## SOURCE MATERIAL

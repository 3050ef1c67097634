//! A directory held in memory.
//!
//! [`InMemoryDirectory`] implements [`Directory`] with the same outcomes a
//! server reports, including the behaviours of Active Directory this service
//! depends on: deleting an entry with children is refused, moving an entry
//! moves its whole subtree, and `member` values follow entries that are moved
//! or deleted. It backs the test suite and can be used to run the HTTP
//! surface without a server.
use std::{
	collections::{BTreeMap, HashMap},
	sync::atomic::{AtomicBool, Ordering},
};

use async_trait::async_trait;
use time::OffsetDateTime;
use tokio::sync::RwLock;

use crate::{
	directory::{Change, Directory, NewEntry, Scope, SearchEntry},
	dn,
	entry::{SearchEntryExt, TIME_FORMAT},
	error::DirectoryError,
	filter::Filter,
};

/// An in-memory directory tree.
#[derive(Debug)]
pub struct InMemoryDirectory {
	/// Entries keyed by their lower-cased canonical name
	entries: RwLock<BTreeMap<String, SearchEntry>>,
	/// Reported by [`Directory::is_confidential`]
	confidential: AtomicBool,
	/// When unset every operation fails as if the server were down
	reachable: AtomicBool,
}

impl InMemoryDirectory {
	/// Create a tree holding only its root entry.
	#[must_use]
	pub fn new(base_dn: &str) -> Self {
		let base_dn = dn::normalize(base_dn);
		let dc = dn::rdn(&base_dn)
			.and_then(|rdn| rdn.split_once('='))
			.map(|(_, value)| value.to_owned())
			.unwrap_or_default();
		let root = SearchEntry {
			dn: base_dn.clone(),
			attrs: HashMap::from([
				(
					"objectClass".to_owned(),
					vec!["top".to_owned(), "domain".to_owned(), "domainDNS".to_owned()],
				),
				("dc".to_owned(), vec![dc]),
			]),
			bin_attrs: HashMap::new(),
		};
		Self {
			entries: RwLock::new(BTreeMap::from([(key(&base_dn), root)])),
			confidential: AtomicBool::new(true),
			reachable: AtomicBool::new(true),
		}
	}

	/// Set whether the directory reports an encrypted connection.
	#[must_use]
	pub fn with_confidentiality(self, confidential: bool) -> Self {
		self.confidential.store(confidential, Ordering::SeqCst);
		self
	}

	/// Simulate the server going away or coming back.
	pub fn set_reachable(&self, reachable: bool) {
		self.reachable.store(reachable, Ordering::SeqCst);
	}

	/// Fetch an entry including binary attributes, bypassing search.
	pub async fn entry(&self, dn: &str) -> Option<SearchEntry> {
		self.entries.read().await.get(&key(dn)).cloned()
	}

	/// Add a raw entry, e.g. one of a kind this service does not manage.
	pub async fn seed(
		&self,
		dn: &str,
		attributes: &[(&str, &[&str])],
	) -> Result<(), DirectoryError> {
		let attributes = attributes
			.iter()
			.map(|(name, values)| {
				((*name).to_owned(), values.iter().map(|value| (*value).to_owned()).collect())
			})
			.collect();
		self.add(NewEntry { dn: dn.to_owned(), attributes, binary: vec![] }).await
	}

	/// Fail unless the server is "up".
	fn ensure_reachable(&self) -> Result<(), DirectoryError> {
		if self.reachable.load(Ordering::SeqCst) {
			Ok(())
		} else {
			Err(DirectoryError::Unavailable("connection refused".to_owned()))
		}
	}
}

/// Map key of an entry.
fn key(dn: &str) -> String {
	dn::normalize(dn).to_ascii_lowercase()
}

/// The current time in generalized time syntax.
fn timestamp() -> Option<String> {
	OffsetDateTime::now_utc().format(&TIME_FORMAT).ok()
}

/// Name under which an attribute is stored, if present.
fn stored_name(entry: &SearchEntry, attr: &str) -> Option<String> {
	entry.attrs.keys().find(|name| name.eq_ignore_ascii_case(attr)).cloned()
}

/// Whether two attribute values are equal for matching purposes.
fn same_value(a: &str, b: &str) -> bool {
	a.eq_ignore_ascii_case(b) || (a.contains('=') && b.contains('=') && dn::same(a, b))
}

/// Apply a single change to an entry.
fn apply(entry: &mut SearchEntry, change: Change) -> Result<(), DirectoryError> {
	match change {
		Change::Replace(attr, values) => {
			if let Some(name) = stored_name(entry, &attr) {
				entry.attrs.remove(&name);
			}
			if !values.is_empty() {
				entry.attrs.insert(attr, values);
			}
		}
		Change::Add(attr, values) => {
			let name = stored_name(entry, &attr).unwrap_or(attr);
			let current = entry.attrs.entry(name).or_default();
			if values.iter().any(|value| current.iter().any(|v| same_value(v, value))) {
				return Err(DirectoryError::ValueExists);
			}
			current.extend(values);
		}
		Change::Delete(attr, values) => {
			let name = stored_name(entry, &attr).ok_or(DirectoryError::NoSuchValue)?;
			if values.is_empty() {
				entry.attrs.remove(&name);
				return Ok(());
			}
			let current = entry.attrs.entry(name.clone()).or_default();
			for value in &values {
				let position = current
					.iter()
					.position(|v| same_value(v, value))
					.ok_or(DirectoryError::NoSuchValue)?;
				current.remove(position);
			}
			if current.is_empty() {
				entry.attrs.remove(&name);
			}
		}
		Change::ReplaceBinary(attr, value) => {
			entry.bin_attrs.insert(attr, vec![value]);
		}
	}
	Ok(())
}

/// Restrict an entry to the requested attributes, as a search result.
fn project(entry: &SearchEntry, attributes: &[String]) -> SearchEntry {
	let all = attributes.is_empty() || attributes.iter().any(|attr| attr == "*");
	let attrs = entry
		.attrs
		.iter()
		.filter(|(name, _)| all || attributes.iter().any(|attr| attr.eq_ignore_ascii_case(name)))
		.map(|(name, values)| (name.clone(), values.clone()))
		.collect();
	SearchEntry { dn: entry.dn.clone(), attrs, bin_attrs: HashMap::new() }
}

/// Rewrite `member` values after the subtree at `old` moved to `new`.
fn rebase_members(entries: &mut BTreeMap<String, SearchEntry>, old: &str, new: &str) {
	for entry in entries.values_mut() {
		if let Some(name) = stored_name(entry, "member") {
			if let Some(members) = entry.attrs.get_mut(&name) {
				for member in members.iter_mut() {
					if let Some(moved) = dn::rebase(member, old, new) {
						*member = moved;
					}
				}
			}
		}
	}
}

#[async_trait]
impl Directory for InMemoryDirectory {
	async fn search(
		&self,
		base: &str,
		scope: Scope,
		filter: &Filter,
		attributes: &[String],
	) -> Result<Vec<SearchEntry>, DirectoryError> {
		self.ensure_reachable()?;
		let entries = self.entries.read().await;
		let base_key = key(base);
		if !entries.contains_key(&base_key) {
			return Ok(vec![]);
		}
		Ok(entries
			.iter()
			.filter(|(entry_key, entry)| match scope {
				Scope::Base => **entry_key == base_key,
				Scope::OneLevel => {
					dn::parent(&entry.dn).is_some_and(|parent| key(&parent) == base_key)
				}
				Scope::Subtree => dn::is_within(&entry.dn, base),
			})
			.filter(|(_, entry)| filter.matches(entry))
			.map(|(_, entry)| project(entry, attributes))
			.collect())
	}

	async fn add(&self, new: NewEntry) -> Result<(), DirectoryError> {
		self.ensure_reachable()?;
		let mut entries = self.entries.write().await;
		let entry_key = key(&new.dn);
		if entries.contains_key(&entry_key) {
			return Err(DirectoryError::AlreadyExists);
		}
		let parent = dn::parent(&new.dn).ok_or(DirectoryError::NotFound)?;
		if !entries.contains_key(&key(&parent)) {
			return Err(DirectoryError::NotFound);
		}

		let mut entry = SearchEntry {
			dn: dn::normalize(&new.dn),
			attrs: new.attributes.into_iter().collect(),
			bin_attrs: new.binary.into_iter().map(|(name, value)| (name, vec![value])).collect(),
		};
		if let Some(now) = timestamp() {
			entry.attrs.insert("whenCreated".to_owned(), vec![now.clone()]);
			entry.attrs.insert("whenChanged".to_owned(), vec![now]);
		}
		entries.insert(entry_key, entry);
		Ok(())
	}

	async fn modify(&self, dn: &str, changes: Vec<Change>) -> Result<(), DirectoryError> {
		self.ensure_reachable()?;
		let mut entries = self.entries.write().await;
		let entry = entries.get_mut(&key(dn)).ok_or(DirectoryError::NotFound)?;

		let mut updated = entry.clone();
		for change in changes {
			apply(&mut updated, change)?;
		}
		if let Some(now) = timestamp() {
			updated.attrs.insert("whenChanged".to_owned(), vec![now]);
		}
		*entry = updated;
		Ok(())
	}

	async fn move_entry(
		&self,
		dn: &str,
		new_rdn: &str,
		new_parent: Option<&str>,
	) -> Result<(), DirectoryError> {
		self.ensure_reachable()?;
		let mut entries = self.entries.write().await;
		let old = entries.get(&key(dn)).ok_or(DirectoryError::NotFound)?.dn.clone();
		let parent = match new_parent {
			Some(parent) => dn::normalize(parent),
			None => dn::parent(&old).ok_or(DirectoryError::TargetInvalid)?,
		};
		if !entries.contains_key(&key(&parent)) || dn::is_within(&parent, &old) {
			return Err(DirectoryError::TargetInvalid);
		}
		let new = format!("{},{parent}", dn::normalize(new_rdn));
		if entries.contains_key(&key(&new)) {
			return Err(DirectoryError::AlreadyExists);
		}

		let subtree: Vec<String> = entries
			.iter()
			.filter(|(_, entry)| dn::is_within(&entry.dn, &old))
			.map(|(entry_key, _)| entry_key.clone())
			.collect();
		for entry_key in subtree {
			if let Some(mut entry) = entries.remove(&entry_key) {
				if let Some(moved) = dn::rebase(&entry.dn, &old, &new) {
					entry.dn = moved;
				}
				entries.insert(key(&entry.dn), entry);
			}
		}
		rebase_members(&mut entries, &old, &new);
		Ok(())
	}

	async fn delete(&self, dn: &str) -> Result<(), DirectoryError> {
		self.ensure_reachable()?;
		let mut entries = self.entries.write().await;
		let entry_key = key(dn);
		if !entries.contains_key(&entry_key) {
			return Err(DirectoryError::NotFound);
		}
		let has_children = entries
			.values()
			.any(|entry| dn::parent(&entry.dn).is_some_and(|parent| key(&parent) == entry_key));
		if has_children {
			return Err(DirectoryError::NotAllowedOnNonLeaf);
		}
		entries.remove(&entry_key);

		for entry in entries.values_mut() {
			if let Some(name) = stored_name(entry, "member") {
				if let Some(members) = entry.attrs.get_mut(&name) {
					members.retain(|member| !dn::same(member, dn));
				}
			}
		}
		Ok(())
	}

	fn is_confidential(&self) -> bool {
		self.confidential.load(Ordering::SeqCst)
	}

	async fn probe(&self) -> Result<(), DirectoryError> {
		self.ensure_reachable()
	}
}
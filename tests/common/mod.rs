#![allow(dead_code)]

use std::{error::Error, sync::Arc};

use ldap_rest::{
	directory::{Directory, Scope},
	dn,
	filter::Filter,
	mapper::CreateRequest,
	Config, EntityKind, EntityService, InMemoryDirectory,
};

pub const BASE: &str = "DC=example,DC=com";

/// A tree with the containers `OU=IT` and `OU=Dev` below the base.
pub async fn directory() -> Arc<InMemoryDirectory> {
	directory_with(InMemoryDirectory::new(BASE)).await
}

/// Seed `directory` with the containers `OU=IT` and `OU=Dev`.
pub async fn directory_with(directory: InMemoryDirectory) -> Arc<InMemoryDirectory> {
	for ou in ["IT", "Dev"] {
		directory
			.seed(
				&format!("OU={ou},{BASE}"),
				&[("objectClass", &["top", "organizationalUnit"]), ("ou", &[ou])],
			)
			.await
			.unwrap();
	}
	Arc::new(directory)
}

pub fn service(directory: &Arc<InMemoryDirectory>) -> EntityService {
	EntityService::new(directory.clone(), BASE)
}

pub fn account(key: &str, name: &str) -> CreateRequest {
	CreateRequest::new().with("sAMAccountName", key).with("cn", name)
}

/// Create `jsmith` below `OU=IT`.
pub async fn jsmith(service: &EntityService) -> String {
	let request = account("jsmith", "John Smith")
		.with("mail", "jsmith@example.com")
		.with("title", "Developer")
		.in_parent("OU=IT");
	service.create(EntityKind::Account, &request).await.unwrap()
}

/// Settings of the directory started for the docker tests.
pub fn ldap_config() -> Config {
	serde_yaml::from_str(
		"
url: ldap://localhost:1389
bind_dn: cn=admin,dc=example,dc=org
bind_password: adminpassword
base_dn: dc=example,dc=org
connection:
  operation_timeout: 5
",
	)
	.unwrap()
}

/// Delete `root` and everything below it, deepest entries first.
pub async fn remove_subtree(directory: &dyn Directory, root: &str) -> Result<(), Box<dyn Error>> {
	let mut entries = directory
		.search(root, Scope::Subtree, &Filter::present("objectClass"), &["1.1".to_owned()])
		.await?;
	entries.sort_by_key(|entry| std::cmp::Reverse(dn::components(&entry.dn).len()));
	for entry in entries {
		directory.delete(&entry.dn).await?;
	}
	Ok(())
}
//! Offset based pages over a full result set.
//!
//! Directories return matches in no particular order and without a usable
//! cursor, so a page is cut from the complete, explicitly sorted result of
//! one search. Every request pays for a full retrieval of the matches.
use serde::Serialize;

use crate::error::Error;

/// Largest page a caller may request.
pub const MAX_LIMIT: usize = 100;

/// Page size when the caller does not choose one.
pub const DEFAULT_LIMIT: usize = 10;

/// Which part of a listing to return.
#[derive(Debug, Clone, Copy, PartialEq, Eq)]
pub struct PageRequest {
	/// Items to skip
	pub skip: usize,
	/// Items to return at most
	pub limit: usize,
}

impl Default for PageRequest {
	fn default() -> Self {
		Self { skip: 0, limit: DEFAULT_LIMIT }
	}
}

impl PageRequest {
	/// Create a checked request.
	pub fn new(skip: usize, limit: usize) -> Result<Self, Error> {
		let request = Self { skip, limit };
		request.validate()?;
		Ok(request)
	}

	/// Reject limits outside `1..=MAX_LIMIT`. Out of range limits are never
	/// clamped.
	pub fn validate(&self) -> Result<(), Error> {
		if (1..=MAX_LIMIT).contains(&self.limit) {
			Ok(())
		} else {
			Err(Error::Validation(format!(
				"limit must be between 1 and {MAX_LIMIT}, got {}",
				self.limit
			)))
		}
	}
}

/// One page of a listing.
#[derive(Debug, Clone, PartialEq, Eq, Serialize)]
pub struct Page<T> {
	/// The items of the page, at most `limit`
	pub items: Vec<T>,
	/// Number of matches regardless of `skip` and `limit`
	pub total: usize,
	/// Items skipped
	pub skip: usize,
	/// Requested page size
	pub limit: usize,
	/// Number of pages of `limit` items needed for all matches
	pub pages: usize,
}

/// Cut a page from all matches. Items are ordered by the given sort key,
/// compared without regard to case, and ties are broken by the full key so
/// that repeated calls over the same data return the same page.
pub fn paginate<T, F>(
	mut matches: Vec<T>,
	request: PageRequest,
	sort_key: F,
) -> Result<Page<T>, Error>
where
	F: Fn(&T) -> (&str, &str),
{
	request.validate()?;
	matches.sort_by_cached_key(|item| {
		let (primary, tiebreak) = sort_key(item);
		(primary.to_lowercase(), tiebreak.to_lowercase(), primary.to_owned())
	});

	let total = matches.len();
	let items: Vec<T> = matches.into_iter().skip(request.skip).take(request.limit).collect();
	let pages = total.div_ceil(request.limit);
	Ok(Page { items, total, skip: request.skip, limit: request.limit, pages })
}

## DIRECTIONS
From the data above, reproduce word for word the lines running from the line with "impl Default for" to the line with "pub struct Page<T>", ends included.

## RESULT BELOW
impl Default for PageRequest {
	fn default() -> Self {
		Self { skip: 0, limit: DEFAULT_LIMIT }
	}
}

impl PageRequest {
	/// Create a checked request.
	pub fn new(skip: usize, limit: usize) -> Result<Self, Error> {
		let request = Self { skip, limit };
		request.validate()?;
		Ok(request)
	}

	/// Reject limits outside `1..=MAX_LIMIT`. Out of range limits are never
	/// clamped.
	pub fn validate(&self) -> Result<(), Error> {
		if (1..=MAX_LIMIT).contains(&self.limit) {
			Ok(())
		} else {
			Err(Error::Validation(format!(
				"limit must be between 1 and {MAX_LIMIT}, got {}",
				self.limit
			)))
		}
	}
}

/// One page of a listing.
#[derive(Debug, Clone, PartialEq, Eq, Serialize)]
pub struct Page<T> {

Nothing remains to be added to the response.